By Jim Henry
Globe Sports Editor
At first the scoreboard showed Missouri Southern finished in 13th place, then 14th.
But once everything had been sorted, the Lions wound up eighth in the NCAA Division II men’s cross country championship on Saturday morning at the MSSU course.
The Lions, ranked No. 14 in the latest national poll, had three runners in the top 50 and finished with 308 points. It’s the Lions’ third highest finish in the national meet behind a sixth place in 2000 and seventh place in 2002.
“Top eight at nationals is always a goal,” Lions coach Tom Rutledge said. “We beat a lot of people who beat us at regional. Our top three ran awesome. They PR’d (personal record), every one of them, and then Ryan Jackson PR’d. Ryan ran his best race ever. He cut about a minute and a half off his regional time.”
“I can’t believe it,” sophomore Andrew Webster said. “Snagging that eighth spot really solidifies that we’re one of the best teams in the country.”
Sophomore Eric Schott led the Lions with a 44th-place finish in 30 minutes, 33 seconds over the 10K course, about a minute and a half behind the winner Micah Chelimo of Alaska Anchorage.
Teammates Webster and Adrian Todd, also a sophomore, were 47th and 49th, respectively. Webster ran 30:38, one second ahead of Todd. Junior Jacob Benton was No. 105 (31:34), and Jackson, a freshman, was No. 121 (31:43). Colton Wooldridge (No. 177, 32:24) and Nick Niggemann (No. 230, 33:39) also ran for the Lions.
“It went well, not quite as well as we wanted it to go,” Schott said. “I ran pretty much the exact same time as (two weeks) ago (in the regional meet), and we had two guys packed in who were right there with me whole way.”
“Last night we had Matt Tegenkamp speak at our opening ceremonies,” Webster said. “He said accept the nerves and be patient.
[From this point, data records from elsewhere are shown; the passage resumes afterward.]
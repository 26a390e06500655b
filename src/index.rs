//! Vector index adapter over sqlite-vec.
//!
//! Stores one denormalized projection per memory: the embedding lives in the
//! `memories_vec` vec0 table, everything else (owning user, raw text,
//! summary, flattened metadata) in `index_entries`. The index is a derived,
//! eventually-consistent view — the `memories` table stays authoritative and
//! the index can always be re-derived from it.
//!
//! Embeddings are L2-normalized on write and on query, so the vec0 L2
//! distance converts exactly to cosine similarity via `1 - d²/2`.

use rusqlite::{params, Connection};
use serde::Serialize;

use crate::error::{Error, Result};

/// Flattened metadata carried alongside each index entry.
#[derive(Debug, Clone, Serialize)]
pub struct EntryMetadata {
    pub title: Option<String>,
    /// Comma-joined people names.
    pub people: String,
    /// Comma-joined tags.
    pub tags: String,
    pub mood: u8,
}

/// A denormalized projection of a memory, ready for insertion.
#[derive(Debug, Clone)]
pub struct IndexEntry {
    pub id: String,
    pub user_id: String,
    pub content: String,
    pub summary: String,
    pub metadata: EntryMetadata,
    pub embedding: Vec<f32>,
}

/// One similarity-search hit.
#[derive(Debug, Clone, Serialize)]
pub struct IndexMatch {
    pub id: String,
    /// Cosine similarity in `[-1, 1]`.
    pub similarity: f64,
    pub content: String,
    pub summary: String,
    pub metadata: EntryMetadata,
}

/// Over-fetch factor for the global KNN pass: the nearest-neighbor scan is
/// not user-scoped, so we fetch extra candidates before filtering by owner.
/// When the filtered count still falls short of the limit, the scan widens
/// (see [`query`]) rather than under-returning.
const CANDIDATE_FACTOR: usize = 8;
const CANDIDATE_MIN: usize = 64;
const CANDIDATE_GROWTH: usize = 4;

fn index_err(e: rusqlite::Error) -> Error {
    Error::VectorIndex(e.to_string())
}

/// Convert an f32 embedding slice to raw bytes for sqlite-vec.
pub fn embedding_to_bytes(embedding: &[f32]) -> &[u8] {
    unsafe {
        std::slice::from_raw_parts(
            embedding.as_ptr() as *const u8,
            embedding.len() * std::mem::size_of::<f32>(),
        )
    }
}

/// L2-normalize a vector. Zero vectors are returned unchanged.
pub fn l2_normalize(embedding: &[f32]) -> Vec<f32> {
    let norm: f32 = embedding.iter().map(|x| x * x).sum::<f32>().sqrt();
    if norm > 0.0 {
        embedding.iter().map(|x| x / norm).collect()
    } else {
        embedding.to_vec()
    }
}

/// Convert an L2 distance between unit vectors to cosine similarity.
fn distance_to_similarity(distance: f64) -> f64 {
    (1.0 - (distance * distance) / 2.0).clamp(-1.0, 1.0)
}

/// Insert or replace the entry for `entry.id`.
///
/// Replacement is delete-then-insert. The pair is not atomic: a crash in
/// between leaves the id absent until the next successful write, which is
/// acceptable because the relational store remains authoritative and the
/// index can be re-driven from it.
pub fn upsert(conn: &Connection, entry: &IndexEntry) -> Result<()> {
    delete(conn, &entry.id)?;

    let normalized = l2_normalize(&entry.embedding);
    conn.execute(
        "INSERT INTO index_entries (id, user_id, content, summary, title, people, tags, mood) \
         VALUES (?1, ?2, ?3, ?4, ?5, ?6, ?7, ?8)",
        params![
            entry.id,
            entry.user_id,
            entry.content,
            entry.summary,
            entry.metadata.title,
            entry.metadata.people,
            entry.metadata.tags,
            entry.metadata.mood,
        ],
    )
    .map_err(index_err)?;

    conn.execute(
        "INSERT INTO memories_vec (id, embedding) VALUES (?1, ?2)",
        params![entry.id, embedding_to_bytes(&normalized)],
    )
    .map_err(index_err)?;

    Ok(())
}

/// Delete the entry for `id`. Idempotent — deleting a non-existent id is
/// not an error.
pub fn delete(conn: &Connection, id: &str) -> Result<()> {
    conn.execute("DELETE FROM memories_vec WHERE id = ?1", params![id])
        .map_err(index_err)?;
    conn.execute("DELETE FROM index_entries WHERE id = ?1", params![id])
        .map_err(index_err)?;
    Ok(())
}

/// Delete every entry owned by `user_id`.
pub fn delete_by_user(conn: &Connection, user_id: &str) -> Result<usize> {
    conn.execute(
        "DELETE FROM memories_vec WHERE id IN (SELECT id FROM index_entries WHERE user_id = ?1)",
        params![user_id],
    )
    .map_err(index_err)?;
    let removed = conn
        .execute("DELETE FROM index_entries WHERE user_id = ?1", params![user_id])
        .map_err(index_err)?;
    Ok(removed)
}

/// Similarity search scoped to `user_id`.
///
/// Returns at most `limit` entries with similarity ≥ `floor`, ordered by
/// descending similarity; equal scores are broken by ascending id so a
/// fixed index state always yields the same order.
///
/// The global KNN pass sees all users, so an index dominated by other
/// users' near matches could starve the caller's partition. The candidate
/// window grows geometrically until enough owned entries are found, the
/// floor is reached, or the index is exhausted.
pub fn query(
    conn: &Connection,
    embedding: &[f32],
    user_id: &str,
    limit: usize,
    floor: f64,
) -> Result<Vec<IndexMatch>> {
    if limit == 0 {
        return Ok(Vec::new());
    }

    let normalized = l2_normalize(embedding);
    let mut candidate_limit = (limit * CANDIDATE_FACTOR).max(CANDIDATE_MIN);

    loop {
        // 1. Global KNN pass
        let mut stmt = conn
            .prepare(
                "SELECT id, distance FROM memories_vec \
                 WHERE embedding MATCH ?1 ORDER BY distance LIMIT ?2",
            )
            .map_err(index_err)?;
        let candidates: Vec<(String, f64)> = stmt
            .query_map(
                params![embedding_to_bytes(&normalized), candidate_limit as i64],
                |row| Ok((row.get::<_, String>(0)?, row.get::<_, f64>(1)?)),
            )
            .map_err(index_err)?
            .collect::<std::result::Result<Vec<_>, _>>()
            .map_err(index_err)?;
        let exhausted = candidates.len() < candidate_limit;

        // 2. Hydrate projections, enforcing the user partition
        let mut matches = Vec::new();
        let mut floor_reached = false;
        for (id, distance) in candidates {
            let similarity = distance_to_similarity(distance);
            if similarity < floor {
                // Candidates arrive in ascending distance order, so
                // everything after this point is below the floor too.
                floor_reached = true;
                break;
            }

            let row = conn
                .query_row(
                    "SELECT user_id, content, summary, title, people, tags, mood \
                     FROM index_entries WHERE id = ?1",
                    params![id],
                    |row| {
                        Ok((
                            row.get::<_, String>(0)?,
                            row.get::<_, String>(1)?,
                            row.get::<_, String>(2)?,
                            row.get::<_, Option<String>>(3)?,
                            row.get::<_, String>(4)?,
                            row.get::<_, String>(5)?,
                            row.get::<_, u8>(6)?,
                        ))
                    },
                )
                .map_err(index_err)?;

            let (owner, content, summary, title, people, tags, mood) = row;
            if owner != user_id {
                continue;
            }

            matches.push(IndexMatch {
                id,
                similarity,
                content,
                summary,
                metadata: EntryMetadata {
                    title,
                    people,
                    tags,
                    mood,
                },
            });
        }

        if matches.len() < limit && !floor_reached && !exhausted {
            // Other users crowded the window; widen and rescan.
            candidate_limit = candidate_limit.saturating_mul(CANDIDATE_GROWTH);
            continue;
        }

        // Descending similarity, ties broken by ascending id (deterministic
        // for a fixed index state).
        matches.sort_by(|a, b| {
            b.similarity
                .partial_cmp(&a.similarity)
                .unwrap_or(std::cmp::Ordering::Equal)
                .then_with(|| a.id.cmp(&b.id))
        });
        matches.truncate(limit);

        return Ok(matches);
    }
}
In the beginning I was a little bit nervous because we got out not where we usually are. We were behind a lot of people, but we stayed packed up. I really wanted to move up, but I remembered what he was saying. I was patient, and then when Eric and A.J. moved, I moved with them. Any time I really got tired I remembered to stay relaxed, shake it out, loosen up, and it worked for me. I came around the corner and I had a little bit left.”
Missouri Southern’s women had 490 points and tied for 20th place with Cal State Stanislaus in the 32-team field.
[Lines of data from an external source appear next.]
pub mod maintenance;
pub mod nudge;
pub mod people;
pub mod recall;
pub mod remember;

use anyhow::{Context, Result};
use std::sync::Arc;

use keepsake::ai;
use keepsake::config::KeepsakeConfig;
use keepsake::db;
use keepsake::MemoryService;

/// Wire up the full service from config: database, AI providers, settings.
pub fn build_service(config: KeepsakeConfig) -> Result<MemoryService> {
    let db_path = config.resolved_db_path();
    if let Some(parent) = db_path.parent() {
        std::fs::create_dir_all(parent)
            .with_context(|| format!("failed to create data dir: {}", parent.display()))?;
    }

    let conn = db::open_database(&db_path, config.ai.embedding_dimensions)?;
    let remote = ai::create_providers(&config.ai)?;

    Ok(MemoryService::new(
        conn,
        remote.clone(),
        remote,
        Arc::new(config),
    ))
}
“We would have liked to have had a better race,” Lions coach Patty Vavra said. “And at the same time, I told them there is absolutely no reason for them to hang their head. They’ve had an outstanding season (highlighted by MIAA championship).
“We hoped for a little higher finish today. We started out to put ourselves in position but couldn’t finish it. In this race this size and with as many turns as there are on our course, you really have to get out and get position. It’s hard to get through the pack. We did initially, but when it was time to move up, it just didn’t seem like we could make it happen. For a lot of our young ladies, this is their first trip to the national championship. Hopefully we’ll be able to use this to get us into the national meet next year and have a little more idea what to expect.”
Rachel Schrader was the Lions’ top finisher, taking 66th place in 21:48 over the 6K layout.
“It went well. It was good,” said Schrader, a junior. “It was pretty crazy. There were so many girls ... this is the elite, all the best girls in D-2 are here, so it was pretty intense the whole way.
“It is tough mentally once they start pulling away. But at the start it’s great because they kind of take you with them. You have no choice to slow down at the very beginning because they are all right by you.”
Marlee Tegenkamp, the Lions’ first four-time nationals qualifier in cross country, ran 22:09 and placed 91st in her final race. Other MSSU runners were junior Kaitlyn Belisle (No. 126, 22:36), freshman Adelene Mengwesser (No. 146, 22:44), sophomore Lauren Baehr (No. 160, 22:50), senior Cassy Kendrick (No. 191, 23:17) and freshman Jetaime Hovis (No. 225, 24:08).
Fans coming from all over the country and dressed and painted in school colors created an electric atmosphere.
“It was amazing.” Schott said. “Just the energy there, nothing I’ve been through before. The whole race you had people on the sides, screaming and yelling. It was just a really fun atmosphere.”
“Usually you can tell exactly who they are cheering for .. like Pitt State or SBU,” Schrader said. “But all you hear is just a roar. So it’s almost like they are cheering for you, it seems like.
“You work so hard to get here, and you’re with your best friends on the team,” Schrader said. “It’s what you’ve worked for, so you’ll never forget it.”